After you complete your phrase, Translate converts the phrase to a digital waveform and then comes up with a potential translation, which is displayed in a conversation bubble. If the translation is correct, choose Correct (or Correcto if you are speaking Espanol) and then the app speaks the phrase in a classic but clearly understandable text to speech voice. The Conversation Mode window then offers a response in the alternate language, so if the first speaker was English, the response would be in Spanish.
Of course, it is hardly a fluid conversation when using Translate but this stop and start method actually works well to avoid errors. And if the Conversation Mode is incorrect, a text input field is provided to make sure that the proper phrase is translated and spoken.
There will be some errors. When I was doing the Spanish speaking, the app clearly had problems with my bad pronunciation. For example, when I said "Donde esta el bano?" the app translated it as "Where do I install the chicken?"
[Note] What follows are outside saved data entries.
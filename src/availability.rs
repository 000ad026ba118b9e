use serde::{Deserialize, Serialize};
use std::collections::HashMap;
use std::fmt;

use crate::error::{Result, RosterError};

/// How willing a manager is to work a night. Ordered `No < IfNeedBe < Yes`.
#[derive(Debug, Clone, Copy, PartialEq, Eq, PartialOrd, Ord, Hash, Serialize, Deserialize)]
pub enum Availability {
    #[serde(rename = "NO", alias = "")]
    No,
    #[serde(rename = "IFNEEDBE", alias = "(OK)")]
    IfNeedBe,
    #[serde(rename = "YES", alias = "OK")]
    Yes,
}

impl fmt::Display for Availability {
    fn fmt(&self, f: &mut fmt::Formatter<'_>) -> fmt::Result {
        let name = match self {
            Availability::No => "NO",
            Availability::IfNeedBe => "IFNEEDBE",
            Availability::Yes => "YES",
        };
        f.write_str(name)
    }
}

/// One row of the poll: a manager and their answer for every night.
#[derive(Debug, Clone, Serialize, Deserialize)]
pub struct ManagerAvailability {
    pub name: String,
    pub availability: Vec<Availability>,
}

/// Manager × night grid of availability levels.
///
/// Nights are kept in the order they were given, which the loader guarantees
/// to be chronological. Every manager has exactly one entry per night.
#[derive(Debug, Clone)]
pub struct AvailabilityMatrix {
    nights: Vec<String>,
    managers: Vec<ManagerAvailability>,
    manager_lookup: HashMap<String, usize>,
    night_lookup: HashMap<String, usize>,
}

impl AvailabilityMatrix {
    pub fn new(nights: Vec<String>, managers: Vec<ManagerAvailability>) -> Result<Self> {
        if nights.is_empty() || managers.is_empty() {
            return Err(RosterError::EmptyAvailability);
        }

        let mut night_lookup = HashMap::with_capacity(nights.len());
        for (n, night) in nights.iter().enumerate() {
            if night_lookup.insert(night.clone(), n).is_some() {
                return Err(RosterError::DuplicateNight(night.clone()));
            }
        }

        let mut manager_lookup = HashMap::with_capacity(managers.len());
        for (m, manager) in managers.iter().enumerate() {
            if manager.availability.len() != nights.len() {
                return Err(RosterError::RaggedAvailability {
                    manager: manager.name.clone(),
                    expected: nights.len(),
                    found: manager.availability.len(),
                });
            }
            if manager_lookup.insert(manager.name.clone(), m).is_some() {
                return Err(RosterError::DuplicateManager(manager.name.clone()));
            }
        }

        Ok(Self {
            nights,
            managers,
            manager_lookup,
            night_lookup,
        })
    }

    pub fn manager_count(&self) -> usize {
        self.managers.len()
    }

    pub fn night_count(&self) -> usize {
        self.nights.len()
    }

    pub fn manager_name(&self, manager: usize) -> &str {
        &self.managers[manager].name
    }

    pub fn night_label(&self, night: usize) -> &str {
        &self.nights[night]
    }

    pub fn manager_index(&self, name: &str) -> Result<usize> {
        self.manager_lookup
            .get(name)
            .copied()
            .ok_or_else(|| RosterError::UnknownManager(name.to_owned()))
    }

    pub fn night_index(&self, label: &str) -> Result<usize> {
        self.night_lookup
            .get(label)
            .copied()
            .ok_or_else(|| RosterError::UnknownNight(label.to_owned()))
    }

    pub fn level(&self, manager: usize, night: usize) -> Availability {
        self.managers[manager].availability[night]
    }
}

#[cfg(test)]
mod tests {
    use super::*;
    use Availability::*;

    fn row(name: &str, availability: Vec<Availability>) -> ManagerAvailability {
        ManagerAvailability {
            name: name.to_owned(),
            availability,
        }
    }

    fn nights(labels: &[&str]) -> Vec<String> {
        labels.iter().map(|s| s.to_string()).collect()
    }

    #[test]
    fn levels_are_ordered() {
        assert!(No < IfNeedBe);
        assert!(IfNeedBe < Yes);
        assert_eq!([Yes, No, IfNeedBe].iter().max(), Some(&Yes));
    }

    #[test]
    fn poll_markers_deserialize() {
        let parsed: Vec<Availability> =
            serde_yaml::from_str(r#"["", "(OK)", "OK", "NO", "IFNEEDBE", "YES"]"#).unwrap();
        assert_eq!(parsed, vec![No, IfNeedBe, Yes, No, IfNeedBe, Yes]);
    }

    #[test]
    fn lookups_follow_input_order() {
        let matrix = AvailabilityMatrix::new(
            nights(&["6/14", "6/15", "7/1"]),
            vec![row("Bob", vec![Yes, No, IfNeedBe]), row("Alice", vec![No, No, Yes])],
        )
        .unwrap();

        assert_eq!(matrix.manager_index("Bob").unwrap(), 0);
        assert_eq!(matrix.manager_index("Alice").unwrap(), 1);
        assert_eq!(matrix.night_index("7/1").unwrap(), 2);
        assert_eq!(matrix.level(0, 2), IfNeedBe);
        assert_eq!(matrix.night_label(1), "6/15");
    }

    #[test]
    fn unknown_names_are_rejected() {
        let matrix =
            AvailabilityMatrix::new(nights(&["6/14"]), vec![row("Bob", vec![Yes])]).unwrap();

        assert!(matches!(
            matrix.manager_index("Eve"),
            Err(RosterError::UnknownManager(name)) if name == "Eve"
        ));
        assert!(matches!(
            matrix.night_index("6/13"),
            Err(RosterError::UnknownNight(label)) if label == "6/13"
        ));
    }

    #[test]
    fn ragged_rows_are_rejected() {
        let err = AvailabilityMatrix::new(
            nights(&["6/14", "6/15"]),
            vec![row("Bob", vec![Yes, Yes]), row("Alice", vec![Yes])],
        )
        .unwrap_err();

        assert!(matches!(
            err,
            RosterError::RaggedAvailability { ref manager, expected: 2, found: 1 } if manager == "Alice"
        ));
    }

    #[test]
    fn duplicates_and_empty_input_are_rejected() {
        let err = AvailabilityMatrix::new(
            nights(&["6/14"]),
            vec![row("Bob", vec![Yes]), row("Bob", vec![No])],
        )
        .unwrap_err();
        assert!(matches!(err, RosterError::DuplicateManager(_)));

        let err = AvailabilityMatrix::new(nights(&["6/14", "6/14"]), vec![row("Bob", vec![Yes, Yes])])
            .unwrap_err();
        assert!(matches!(err, RosterError::DuplicateNight(_)));

        let err = AvailabilityMatrix::new(vec![], vec![]).unwrap_err();
        assert!(matches!(err, RosterError::EmptyAvailability));
    }
}
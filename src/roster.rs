use std::collections::{BTreeMap, BTreeSet};
use tracing::debug;

use crate::availability::AvailabilityMatrix;
use crate::config::SolveConfig;
use crate::error::{Result, RosterError};
use crate::model::ShiftModel;
use crate::report::RawSchedule;
use crate::solver::{SolveResult, ShiftSolver};

/// Availability plus the side constraints registered against it.
///
/// Every registration checks its names right away, so a bad reference fails
/// the call that made it rather than the solve.
#[derive(Debug, Clone)]
pub struct Roster {
    matrix: AvailabilityMatrix,
    together: Vec<(usize, usize)>,
    apart: Vec<(usize, usize)>,
    pins: BTreeMap<usize, BTreeSet<usize>>,
    previous: Option<Vec<Vec<bool>>>,
}

impl Roster {
    pub fn new(matrix: AvailabilityMatrix) -> Self {
        Self {
            matrix,
            together: Vec::new(),
            apart: Vec::new(),
            pins: BTreeMap::new(),
            previous: None,
        }
    }

    pub fn matrix(&self) -> &AvailabilityMatrix {
        &self.matrix
    }

    pub fn together(&self) -> &[(usize, usize)] {
        &self.together
    }

    pub fn apart(&self) -> &[(usize, usize)] {
        &self.apart
    }

    /// Pinned nights per manager, night indices in calendar order.
    pub fn pins(&self) -> &BTreeMap<usize, BTreeSet<usize>> {
        &self.pins
    }

    pub fn previous(&self) -> Option<&[Vec<bool>]> {
        self.previous.as_deref()
    }

    /// The two managers are always on or off together.
    pub fn keep_together(&mut self, m1: &str, m2: &str) -> Result<()> {
        let pair = (self.matrix.manager_index(m1)?, self.matrix.manager_index(m2)?);
        self.together.push(pair);
        Ok(())
    }

    /// The two managers never share a night.
    pub fn keep_apart(&mut self, m1: &str, m2: &str) -> Result<()> {
        let pair = (self.matrix.manager_index(m1)?, self.matrix.manager_index(m2)?);
        if pair.0 == pair.1 {
            return Err(RosterError::SelfPairing(m1.to_owned()));
        }
        self.apart.push(pair);
        Ok(())
    }

    /// Force a manager onto a night. Repeatable per manager.
    pub fn pin(&mut self, manager: &str, night: &str) -> Result<()> {
        let m = self.matrix.manager_index(manager)?;
        let n = self.matrix.night_index(night)?;
        self.pins.entry(m).or_default().insert(n);
        Ok(())
    }

    /// Bias the next solve towards `previous`. Missing cells count as 0.
    pub fn set_previous(&mut self, previous: Option<&RawSchedule>) -> Result<()> {
        let Some(previous) = previous else {
            self.previous = None;
            return Ok(());
        };

        let mut grid = vec![vec![false; self.matrix.night_count()]; self.matrix.manager_count()];
        for (manager, nights) in previous {
            let m = self.matrix.manager_index(manager)?;
            for (night, &value) in nights {
                let n = self.matrix.night_index(night)?;
                grid[m][n] = match value {
                    0 => false,
                    1 => true,
                    _ => {
                        return Err(RosterError::InvalidPreviousValue {
                            manager: manager.clone(),
                            night: night.clone(),
                            value,
                        });
                    }
                };
            }
        }

        self.previous = Some(grid);
        Ok(())
    }

    pub fn build_model(&self, config: &SolveConfig) -> Result<ShiftModel> {
        config.validate()?;
        Ok(ShiftModel::build(self, config))
    }

    /// Build a fresh model and hand it to `solver`.
    pub fn solve(&self, config: &SolveConfig, solver: &impl ShiftSolver) -> Result<SolveResult> {
        let model = self.build_model(config)?;
        debug!(
            variables = model.manager_count() * model.night_count(),
            constraints = model.constraints().len(),
            "built shift model"
        );
        Ok(solver.solve(&model))
    }
}

#[cfg(test)]
mod tests {
    use super::*;
    use crate::availability::{Availability, ManagerAvailability};

    fn roster() -> Roster {
        let managers = ["Alice", "Bob", "Carol"]
            .into_iter()
            .map(|name| ManagerAvailability {
                name: name.to_owned(),
                availability: vec![Availability::Yes; 3],
            })
            .collect();
        let nights = vec!["6/14".to_owned(), "6/15".to_owned(), "6/16".to_owned()];
        Roster::new(AvailabilityMatrix::new(nights, managers).unwrap())
    }

    #[test]
    fn registrations_store_indices() {
        let mut roster = roster();
        roster.keep_together("Alice", "Carol").unwrap();
        roster.keep_apart("Bob", "Carol").unwrap();
        roster.pin("Bob", "6/16").unwrap();
        roster.pin("Bob", "6/14").unwrap();

        assert_eq!(roster.together(), &[(0, 2)]);
        assert_eq!(roster.apart(), &[(1, 2)]);
        let bob_pins: Vec<_> = roster.pins()[&1].iter().copied().collect();
        assert_eq!(bob_pins, vec![0, 2]);
    }

    #[test]
    fn unknown_references_fail_the_registration() {
        let mut roster = roster();
        assert!(matches!(
            roster.keep_together("Alice", "Dave"),
            Err(RosterError::UnknownManager(name)) if name == "Dave"
        ));
        assert!(matches!(
            roster.keep_apart("Eve", "Alice"),
            Err(RosterError::UnknownManager(name)) if name == "Eve"
        ));
        assert!(matches!(
            roster.pin("Alice", "6/17"),
            Err(RosterError::UnknownNight(night)) if night == "6/17"
        ));
        assert!(roster.together().is_empty());
        assert!(roster.apart().is_empty());
        assert!(roster.pins().is_empty());
    }

    #[test]
    fn apart_from_self_is_rejected() {
        let mut roster = roster();
        assert!(matches!(
            roster.keep_apart("Bob", "Bob"),
            Err(RosterError::SelfPairing(_))
        ));
    }

    #[test]
    fn previous_schedule_is_validated() {
        let mut roster = roster();

        let mut prev = RawSchedule::new();
        prev.entry("Carol".to_owned())
            .or_default()
            .insert("6/15".to_owned(), 1);
        roster.set_previous(Some(&prev)).unwrap();
        let grid = roster.previous().unwrap();
        assert!(grid[2][1]);
        assert_eq!(grid.iter().flatten().filter(|&&v| v).count(), 1);

        prev.entry("Alice".to_owned())
            .or_default()
            .insert("6/14".to_owned(), 2);
        assert!(matches!(
            roster.set_previous(Some(&prev)),
            Err(RosterError::InvalidPreviousValue { value: 2, .. })
        ));

        let mut unknown = RawSchedule::new();
        unknown
            .entry("Zed".to_owned())
            .or_default()
            .insert("6/14".to_owned(), 1);
        assert!(roster.set_previous(Some(&unknown)).is_err());

        roster.set_previous(None).unwrap();
        assert!(roster.previous().is_none());
    }
}
use tracing_subscriber::{EnvFilter, layer::SubscriberExt, util::SubscriberInitExt};

/// Log to stderr so the schedule on stdout stays clean. `RUST_LOG` wins over `verbose`.
pub fn init_cli_logger(verbose: bool) {
    let default = if verbose {
        "oncall_roster=debug,info"
    } else {
        "oncall_roster=info"
    };
    let filter = EnvFilter::try_from_default_env().unwrap_or_else(|_| EnvFilter::new(default));

    tracing_subscriber::registry()
        .with(filter)
        .with(
            tracing_subscriber::fmt::layer()
                .with_writer(std::io::stderr)
                .with_target(false)
                .with_thread_ids(false)
                .with_file(false)
                .with_line_number(false)
                .compact(),
        )
        .init();
}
However, when I carried out the conversation with my native Spanish-speaking friend, the accuracy of Google Translate improved dramatically. Between the translations for English to Spanish and vice versa, the accuracy was above 80%. In our ten-minute conversation, we only had to fix translations a few times.
This is still considered beta functionality and there are a few limitations besides the limited language options in Conversation Mode.
Probably the biggest weakness right now, especially for an app that runs on a phone, is that it really only works for in-person conversations. There is currently no provision to call someone and use Google Translate to handle the translations, though it would be possible to call someone on another phone used in speaker mode.
Still, I'm very excited about the future of this app. Probably the most frustrating aspect of travel is digging through a phrase book while trying to get directions, or make a waiter understand your dietary restrictions.
With the new Conversation Mode in Google Translate, I, like Captain Kirk, can now go anywhere and have the expectation of being understood by the natives (well, for now, so long as they speak Spanish).
Outside of Conversation Mode, Translate still makes it possible to type or speak phrases and have them translated into a very wide variety of languages, from French and German to Arabic and Korean.
Google Translate is available as free download to Android devices from the Android Market.